→ **Prompt**:
Find the word "shipped" in the data. Return every line where it appears.

→ **Record set**:
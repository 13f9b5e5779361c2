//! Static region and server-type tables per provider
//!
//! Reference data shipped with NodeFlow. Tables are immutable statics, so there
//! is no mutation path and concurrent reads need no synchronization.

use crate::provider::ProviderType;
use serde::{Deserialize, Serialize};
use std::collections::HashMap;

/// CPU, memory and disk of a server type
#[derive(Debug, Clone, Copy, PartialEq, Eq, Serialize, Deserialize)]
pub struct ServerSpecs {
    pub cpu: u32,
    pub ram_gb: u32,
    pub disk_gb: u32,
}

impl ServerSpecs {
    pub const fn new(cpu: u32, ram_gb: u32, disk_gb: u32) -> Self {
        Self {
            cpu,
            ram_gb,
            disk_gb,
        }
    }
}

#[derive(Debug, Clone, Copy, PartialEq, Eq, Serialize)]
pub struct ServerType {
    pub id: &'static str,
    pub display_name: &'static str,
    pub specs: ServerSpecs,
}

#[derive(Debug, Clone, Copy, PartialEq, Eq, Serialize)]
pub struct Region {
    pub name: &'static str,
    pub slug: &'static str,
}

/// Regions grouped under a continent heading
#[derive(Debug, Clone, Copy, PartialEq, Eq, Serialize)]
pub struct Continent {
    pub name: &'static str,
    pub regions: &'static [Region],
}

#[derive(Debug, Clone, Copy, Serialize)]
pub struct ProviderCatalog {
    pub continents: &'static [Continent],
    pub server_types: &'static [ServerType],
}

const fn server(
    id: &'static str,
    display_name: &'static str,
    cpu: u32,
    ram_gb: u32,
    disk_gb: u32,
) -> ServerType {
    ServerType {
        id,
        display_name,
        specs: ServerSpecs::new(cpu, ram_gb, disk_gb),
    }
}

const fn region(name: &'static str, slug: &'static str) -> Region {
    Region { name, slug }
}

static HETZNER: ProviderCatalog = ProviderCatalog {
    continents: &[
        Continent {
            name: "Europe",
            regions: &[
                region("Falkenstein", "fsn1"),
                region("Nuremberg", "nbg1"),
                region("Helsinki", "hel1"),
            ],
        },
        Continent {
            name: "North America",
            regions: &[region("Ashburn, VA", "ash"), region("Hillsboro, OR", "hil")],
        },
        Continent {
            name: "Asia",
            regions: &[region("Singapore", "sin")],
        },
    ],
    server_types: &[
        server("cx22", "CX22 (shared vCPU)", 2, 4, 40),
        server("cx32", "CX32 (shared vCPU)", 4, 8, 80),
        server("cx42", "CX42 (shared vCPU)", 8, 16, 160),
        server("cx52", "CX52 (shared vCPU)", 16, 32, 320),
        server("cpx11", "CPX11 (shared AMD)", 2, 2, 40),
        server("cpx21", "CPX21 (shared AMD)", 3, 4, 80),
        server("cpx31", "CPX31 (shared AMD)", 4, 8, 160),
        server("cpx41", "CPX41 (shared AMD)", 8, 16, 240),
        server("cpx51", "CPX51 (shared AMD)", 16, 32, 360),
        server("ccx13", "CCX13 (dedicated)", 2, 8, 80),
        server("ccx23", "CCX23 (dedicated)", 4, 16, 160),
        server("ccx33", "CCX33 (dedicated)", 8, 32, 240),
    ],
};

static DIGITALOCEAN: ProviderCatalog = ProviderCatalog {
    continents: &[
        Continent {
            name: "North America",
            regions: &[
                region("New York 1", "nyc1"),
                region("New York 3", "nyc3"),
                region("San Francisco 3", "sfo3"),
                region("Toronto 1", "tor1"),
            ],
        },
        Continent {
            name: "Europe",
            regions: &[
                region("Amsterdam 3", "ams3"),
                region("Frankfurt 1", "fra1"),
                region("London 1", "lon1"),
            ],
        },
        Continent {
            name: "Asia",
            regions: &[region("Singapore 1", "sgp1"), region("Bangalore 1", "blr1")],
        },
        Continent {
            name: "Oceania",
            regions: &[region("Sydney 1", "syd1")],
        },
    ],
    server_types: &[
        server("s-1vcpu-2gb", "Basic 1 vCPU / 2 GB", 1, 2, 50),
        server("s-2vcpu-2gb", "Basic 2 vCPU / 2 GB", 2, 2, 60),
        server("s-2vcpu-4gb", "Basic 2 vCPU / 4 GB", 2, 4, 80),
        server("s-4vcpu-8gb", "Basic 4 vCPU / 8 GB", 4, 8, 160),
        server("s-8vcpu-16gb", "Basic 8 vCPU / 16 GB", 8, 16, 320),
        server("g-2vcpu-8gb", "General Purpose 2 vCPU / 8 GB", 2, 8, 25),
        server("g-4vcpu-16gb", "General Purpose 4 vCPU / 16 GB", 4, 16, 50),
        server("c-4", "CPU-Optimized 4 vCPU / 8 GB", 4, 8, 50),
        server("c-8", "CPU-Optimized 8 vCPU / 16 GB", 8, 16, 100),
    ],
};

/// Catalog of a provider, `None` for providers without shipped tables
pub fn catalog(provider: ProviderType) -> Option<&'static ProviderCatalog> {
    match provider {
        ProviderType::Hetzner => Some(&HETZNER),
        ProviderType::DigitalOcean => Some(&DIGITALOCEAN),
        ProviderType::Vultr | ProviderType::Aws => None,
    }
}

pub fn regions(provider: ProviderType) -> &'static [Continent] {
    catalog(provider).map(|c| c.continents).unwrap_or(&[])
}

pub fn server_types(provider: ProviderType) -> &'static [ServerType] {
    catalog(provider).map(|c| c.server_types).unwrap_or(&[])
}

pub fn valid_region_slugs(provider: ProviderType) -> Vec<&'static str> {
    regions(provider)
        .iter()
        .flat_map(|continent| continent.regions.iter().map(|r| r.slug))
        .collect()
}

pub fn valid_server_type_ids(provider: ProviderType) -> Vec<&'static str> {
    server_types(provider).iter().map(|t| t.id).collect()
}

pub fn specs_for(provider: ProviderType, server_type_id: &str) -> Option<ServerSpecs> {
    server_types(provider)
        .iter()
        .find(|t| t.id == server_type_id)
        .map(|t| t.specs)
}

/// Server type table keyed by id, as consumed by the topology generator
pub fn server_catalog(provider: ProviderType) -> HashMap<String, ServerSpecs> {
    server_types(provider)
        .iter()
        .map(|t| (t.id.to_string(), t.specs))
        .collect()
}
...
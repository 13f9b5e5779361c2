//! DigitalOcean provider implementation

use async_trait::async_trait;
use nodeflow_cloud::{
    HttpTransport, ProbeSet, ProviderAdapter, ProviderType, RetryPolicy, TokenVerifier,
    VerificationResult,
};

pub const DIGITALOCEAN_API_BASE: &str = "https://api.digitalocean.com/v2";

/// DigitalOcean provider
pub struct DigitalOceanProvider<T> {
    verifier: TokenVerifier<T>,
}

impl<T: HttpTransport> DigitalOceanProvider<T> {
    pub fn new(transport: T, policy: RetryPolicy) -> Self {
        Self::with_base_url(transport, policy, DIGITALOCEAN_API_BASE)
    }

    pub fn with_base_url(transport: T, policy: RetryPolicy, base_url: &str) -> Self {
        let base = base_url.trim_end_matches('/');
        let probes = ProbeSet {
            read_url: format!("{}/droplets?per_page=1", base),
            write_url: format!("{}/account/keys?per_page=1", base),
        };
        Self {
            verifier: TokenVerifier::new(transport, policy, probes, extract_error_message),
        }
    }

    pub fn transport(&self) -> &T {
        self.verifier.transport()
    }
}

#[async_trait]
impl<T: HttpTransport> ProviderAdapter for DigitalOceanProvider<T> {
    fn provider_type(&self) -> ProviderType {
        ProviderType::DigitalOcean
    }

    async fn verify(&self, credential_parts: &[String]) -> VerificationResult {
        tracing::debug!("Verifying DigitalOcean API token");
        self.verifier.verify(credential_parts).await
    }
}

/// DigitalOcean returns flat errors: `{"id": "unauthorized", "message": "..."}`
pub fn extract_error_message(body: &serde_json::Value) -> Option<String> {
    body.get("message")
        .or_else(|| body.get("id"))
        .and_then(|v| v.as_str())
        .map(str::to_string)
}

→ **Result for this task**:
//! Reference data shipped with NodeFlow. Tables are immutable statics, so there
/// Catalog of a provider, `None` for providers without shipped tables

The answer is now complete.